Any sort of fridge will work as long as its reliable and has adjustable racks. Commercial refrigerators with glass doors are cool because you can see the meat transform (in slow motion) before your very eyes. But it’s certainly not necessary. Aaron bought a Traulsen two-door fridge from a restaurant supply store (he needed it anyway) and put it in his home garage (with plans to move it to a new facility later). But you don’t necessarily need restaurant-grade equipment. A good-quality used fridge purchased on craigslist will do the trick as long as it’s consistent and reliable. Whatever you buy, after you get it home, thoroughly scrub down the interior with water and bleach to disinfect it. Once the whole thing—top, bottom, sides, and racks—is wiped down, it’s fine to start decking it out.
2. BUY SOME FANS
Besides the proper-size fridge itself, you need to account for humidity and airflow. Of the two, airflow is the more important. Without constant air movement, the air stagnates and moisture hovers, creating a ripe environment for bacteria and mold to propagate. They love a moist and somewhat warm environment. As you dry out that exterior layer of beef, it forms a bulwark, preventing the interior from losing moisture. So air movement is a hero: it stifles bad bacterial growth and protects the juicy interior of the steak.
You’ll need at least one fan, but two or more are better. As Kosmidis said about his professional dry-aging cellar, “Every piece of meat is getting hit by air from at least eight different directions.” That’s overkill for the home setup, but good circulation is key, not unlike the dynamics inside a barbecue smoker. To get maximum air movement in a small space, Aaron set up several small but powerful fans to create an array. He bought a few small twelve-volt CPU cooling fans at a computer store, wired them in parallel, connected them to a power source, and then hung them from wires at the top of the refrigerator. But now he says that was overkill and he wouldn’t bother going to that much trouble again. It’s cheaper and easier just to get two or three small Vornado or other desk or room fans and point them from different directions at the meat. The result is a swirling chaos of air that ensures moisture is swept away. Professionals talk about necessary wind velocity in measurements of linear feet per second, but without getting so geeky, this setup has worked well for meat that’s been steadily aging for months.

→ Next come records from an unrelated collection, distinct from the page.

//! Unit tests for causal path discovery.

use causalgraph::{
    discover, discover_report, discover_with_config, helpers, resolve_targets, DiscoveryStatus,
    Graph, GraphError, SearchConfig, TargetSelection,
};

const TARGET_TYPES: [&str; 8] = [
    "Risk",
    "RiskCondition",
    "FinancialCondition",
    "Obligation",
    "Penalty",
    "Condition",
    "Prohibition",
    "Product",
];

fn base_graph() -> Graph {
    let mut graph = Graph::new();
    helpers::add_typed_relation(
        &mut graph,
        ("Supplier_A", "Entity"),
        "provides",
        ("Material_X", "Resource"),
    );
    helpers::add_typed_relation(
        &mut graph,
        ("Material_X", "Resource"),
        "affects",
        ("Product_Risk", "Risk"),
    );
    graph
}

fn news_graph() -> Graph {
    let mut graph = Graph::new();
    helpers::add_typed_relation(&mut graph, ("Storm_Z", "Event"), "hits", ("Region_Y", "Location"));
    helpers::add_typed_relation(
        &mut graph,
        ("Region_Y", "Location"),
        "disrupts",
        ("Supplier_A", "Entity"),
    );
    graph
}

// Contract graph with several obligations at different distances plus a cycle.
fn contract_with_cycle() -> Graph {
    let mut graph = base_graph();
    helpers::add_typed_relation(
        &mut graph,
        ("Supplier_A", "Entity"),
        "bound_by",
        ("Delivery_Obligation", "Obligation"),
    );
    helpers::add_typed_relation(
        &mut graph,
        ("Material_X", "Resource"),
        "priced_in",
        ("Market_M", "Market"),
    );
    helpers::add_typed_relation(
        &mut graph,
        ("Market_M", "Market"),
        "feeds",
        ("Material_X", "Resource"),
    );
    helpers::add_typed_relation(
        &mut graph,
        ("Late_Fee", "Penalty"),
        "enforces",
        ("Market_M", "Market"),
    );
    graph
}

#[test]
fn test_discover_every_path_starts_at_start_and_ends_at_target() {
    let results = discover(&contract_with_cycle(), &news_graph(), "Storm_Z").unwrap();
    let composite = contract_with_cycle().compose(&news_graph());

    assert!(!results.is_empty());
    for result in &results {
        assert_eq!(result.path.start(), "Storm_Z");
        assert_eq!(result.path.end(), result.target);
        let target_type = composite.node_type(&result.target).unwrap();
        assert!(TARGET_TYPES.contains(&target_type));
        assert_eq!(result.length, result.path.len());
        assert!(result.length <= 11);
    }
}

#[test]
fn test_discover_results_sorted_by_length() {
    let results = discover(&contract_with_cycle(), &news_graph(), "Storm_Z").unwrap();
    let lengths: Vec<usize> = results.iter().map(|r| r.length).collect();
    let mut sorted = lengths.clone();
    sorted.sort_unstable();
    assert_eq!(lengths, sorted);

    let targets: Vec<&str> = results.iter().map(|r| r.target.as_str()).collect();
    assert_eq!(targets, vec!["Delivery_Obligation", "Product_Risk", "Late_Fee"]);
}

#[test]
fn test_discover_paths_have_no_repeated_nodes() {
    let results = discover(&contract_with_cycle(), &news_graph(), "Storm_Z").unwrap();
    for result in results {
        let mut seen = std::collections::HashSet::new();
        assert!(result.path.nodes().iter().all(|n| seen.insert(n.clone())));
    }
}

#[test]
fn test_discover_traverses_edges_backward() {
    // Late_Fee -> Market_M is stored forward; the search reaches it from Market_M.
    let results = discover(&contract_with_cycle(), &news_graph(), "Storm_Z").unwrap();
    let late_fee = results.iter().find(|r| r.target == "Late_Fee").unwrap();
    assert_eq!(
        late_fee.path.nodes(),
        &["Storm_Z", "Region_Y", "Supplier_A", "Material_X", "Market_M", "Late_Fee"]
    );
}

#[test]
fn test_discover_one_path_per_target() {
    let mut base = base_graph();
    // Second, longer route to the same risk
    helpers::add_typed_relation(
        &mut base,
        ("Supplier_A", "Entity"),
        "owns",
        ("Warehouse_W", "Site"),
    );
    helpers::add_typed_relation(
        &mut base,
        ("Warehouse_W", "Site"),
        "stores",
        ("Stock_S", "Resource"),
    );
    helpers::add_typed_relation(
        &mut base,
        ("Stock_S", "Resource"),
        "affects",
        ("Product_Risk", "Risk"),
    );

    let results = discover(&base, &news_graph(), "Storm_Z").unwrap();
    let risk_paths: Vec<_> = results.iter().filter(|r| r.target == "Product_Risk").collect();
    assert_eq!(risk_paths.len(), 1);
    assert_eq!(risk_paths[0].length, 5);
}

#[test]
fn test_discover_absent_start_is_empty_not_error() {
    let results = discover(&base_graph(), &news_graph(), "Volcano_V").unwrap();
    assert!(results.is_empty());
}

#[test]
fn test_discover_without_targets_is_empty() {
    let mut base = Graph::new();
    helpers::add_typed_relation(
        &mut base,
        ("Supplier_A", "Entity"),
        "provides",
        ("Material_X", "Resource"),
    );
    let results = discover(&base, &news_graph(), "Storm_Z").unwrap();
    assert!(results.is_empty());
}

#[test]
fn test_discover_falls_back_to_company() {
    let mut base = Graph::new();
    helpers::add_typed_relation(
        &mut base,
        ("Supplier_A", "Entity"),
        "supplies",
        ("Buyer_B", "Company"),
    );

    let results = discover(&base, &news_graph(), "Storm_Z").unwrap();
    assert_eq!(results.len(), 1);
    assert_eq!(results[0].target, "Buyer_B");
    assert_eq!(results[0].length, 4);

    let composite = base.compose(&news_graph());
    assert_eq!(
        resolve_targets(&composite, &SearchConfig::default()),
        Some(TargetSelection::Fallback)
    );
    assert!(discover_with_config(&base, &news_graph(), "Storm_Z", &SearchConfig::strict())
        .unwrap()
        .is_empty());
}

#[test]
fn test_primary_targets_suppress_fallback() {
    let mut base = base_graph();
    helpers::add_typed_relation(
        &mut base,
        ("Region_Y", "Location"),
        "hosts",
        ("Buyer_B", "Company"),
    );

    let results = discover(&base, &news_graph(), "Storm_Z").unwrap();
    assert!(results.iter().all(|r| r.target != "Buyer_B"));
    assert_eq!(results.len(), 1);
}

#[test]
fn test_discover_terminates_on_cycles() {
    let mut news = Graph::new();
    helpers::add_typed_relation(&mut news, ("a", "Event"), "r", ("b", "Event"));
    helpers::add_typed_relation(&mut news, ("b", "Event"), "r", ("c", "Event"));
    helpers::add_typed_relation(&mut news, ("c", "Event"), "r", ("a", "Event"));
    let mut base = Graph::new();
    base.add_node("Isolated_Risk", "Risk");

    let results = discover(&base, &news, "a").unwrap();
    assert!(results.is_empty());
}

#[test]
fn test_custom_hop_bound() {
    let config = SearchConfig::default().with_max_path_len(4);
    let results = discover_with_config(&base_graph(), &news_graph(), "Storm_Z", &config).unwrap();
    assert_eq!(results.len(), 1);
    assert_eq!(results[0].length, 5);

    let config = SearchConfig::default().with_max_path_len(3);
    let results = discover_with_config(&base_graph(), &news_graph(), "Storm_Z", &config).unwrap();
    assert!(results.is_empty());
}

#[test]
fn test_custom_target_types() {
    let config = SearchConfig::default().with_target_types(["Resource"]);
    let results = discover_with_config(&base_graph(), &news_graph(), "Storm_Z", &config).unwrap();
    assert_eq!(results.len(), 1);
    assert_eq!(results[0].target, "Material_X");
}

#[test]
fn test_malformed_graph_is_an_error_not_an_empty_result() {
    let mut news = news_graph();
    news.add_edge("Storm_Z", "Supplier_A", "  ");

    let err = discover(&base_graph(), &news, "Storm_Z").unwrap_err();
    assert!(err.is_structural());
    assert!(matches!(err, GraphError::MalformedEdge { .. }));
}

#[test]
fn test_invalid_config_is_rejected() {
    let config = SearchConfig::default().with_max_path_len(0);
    let err = discover_with_config(&base_graph(), &news_graph(), "Storm_Z", &config).unwrap_err();
    assert!(matches!(err, GraphError::InvalidConfig { .. }));
}

#[test]
fn test_report_distinguishes_outcomes() {
    let config = SearchConfig::default();

    let found = discover_report(&base_graph(), &news_graph(), "Storm_Z", &config).unwrap();
    assert_eq!(found.status, DiscoveryStatus::Found);
    assert_eq!(found.selection, Some(TargetSelection::Primary));
    assert!(found.bridges.contains("Supplier_A"));
    assert_eq!(found.results.len(), 1);

    let absent = discover_report(&base_graph(), &news_graph(), "Volcano_V", &config).unwrap();
    assert_eq!(absent.status, DiscoveryStatus::StartAbsent);
    assert!(absent.results.is_empty());

    let mut disconnected = news_graph();
    disconnected.add_node("Rumor_R", "Event");
    let no_path = discover_report(&base_graph(), &disconnected, "Rumor_R", &config).unwrap();
    assert_eq!(no_path.status, DiscoveryStatus::NoPath);

    let mut plain = Graph::new();
    plain.add_node("Supplier_A", "Entity");
    let no_targets = discover_report(&plain, &news_graph(), "Storm_Z", &config).unwrap();
    assert_eq!(no_targets.status, DiscoveryStatus::NoTargets);
    assert_eq!(no_targets.selection, None);
}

3. HUMIDITY AND TEMPERATURE
Humidity is a concern in dry aging, though it is not as big a deal for the home dry ager as for the people working on a commercial scale. The crucial aspect of humidity is making sure it’s not too high. Too moist an environment and bacteria will grow, so drier is better. But the drier it is, the more moisture evaporates from the meat, causing the meat to lose weight. Indeed, after a standard forty-five to sixty days of dry aging, a rib rack of beef can lose up to 30 percent of its weight in water. So large meat packers—people who sell meat by the pound—typically like to keep the humidity as high as possible to retain water weight without courting microbes.
For those interested foremost in quality, however, that shouldn’t be a concern. Kosmidis says, “We experimented constantly. At first, we were at high humidity, around 80 percent. In the beginning, we accepted the thinking that if you’re dry aging, your first priority should not be to minimize your yield loss but to produce a proper product regardless of loss.”

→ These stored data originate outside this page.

use causalgraph::GraphError;
use std::path::PathBuf;
use thiserror::Error;

/// Errors that can occur while loading a dataset
#[derive(Error, Debug)]
pub enum LoaderError {
    /// Dataset file does not exist
    #[error("Dataset not found at: {0}")]
    NotFound(PathBuf),

    /// Failed to read file
    #[error("IO error reading {0}: {1}")]
    Io(PathBuf, #[source] std::io::Error),

    /// File content is not a valid dataset
    #[error("Invalid dataset {0}: {1}")]
    Parse(PathBuf, #[source] serde_json::Error),

    /// A loaded graph violates structural invariants
    #[error("Malformed graph: {0}")]
    Graph(#[from] GraphError),
}

/// Result type for loader operations
pub type LoaderResult<T> = Result<T, LoaderError>;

The figures generally cited as necessary for maintaining a safe environment are 70 to 80 percent humidity. If you have a restaurant with a giant room full of aging meat with fresh, wet meat being introduced on a weekly basis, managing humidity to maintain sterile levels becomes more of a challenge. But in a typical refrigerator, staying below 80 percent humidity is not a problem.
Home refrigerators are programmed to be dry: to condense humidity and then dispose of the water periodically. This is because the frequent opening of a refrigerator door introduces humidity into the environment, which makes fridges less efficient because it takes more energy to cool humid air. That means if you have a fridge dedicated to meat aging and you’re rarely opening the door, it’s going to dry out in there, to the tune of humidity levels in the 30 percent range.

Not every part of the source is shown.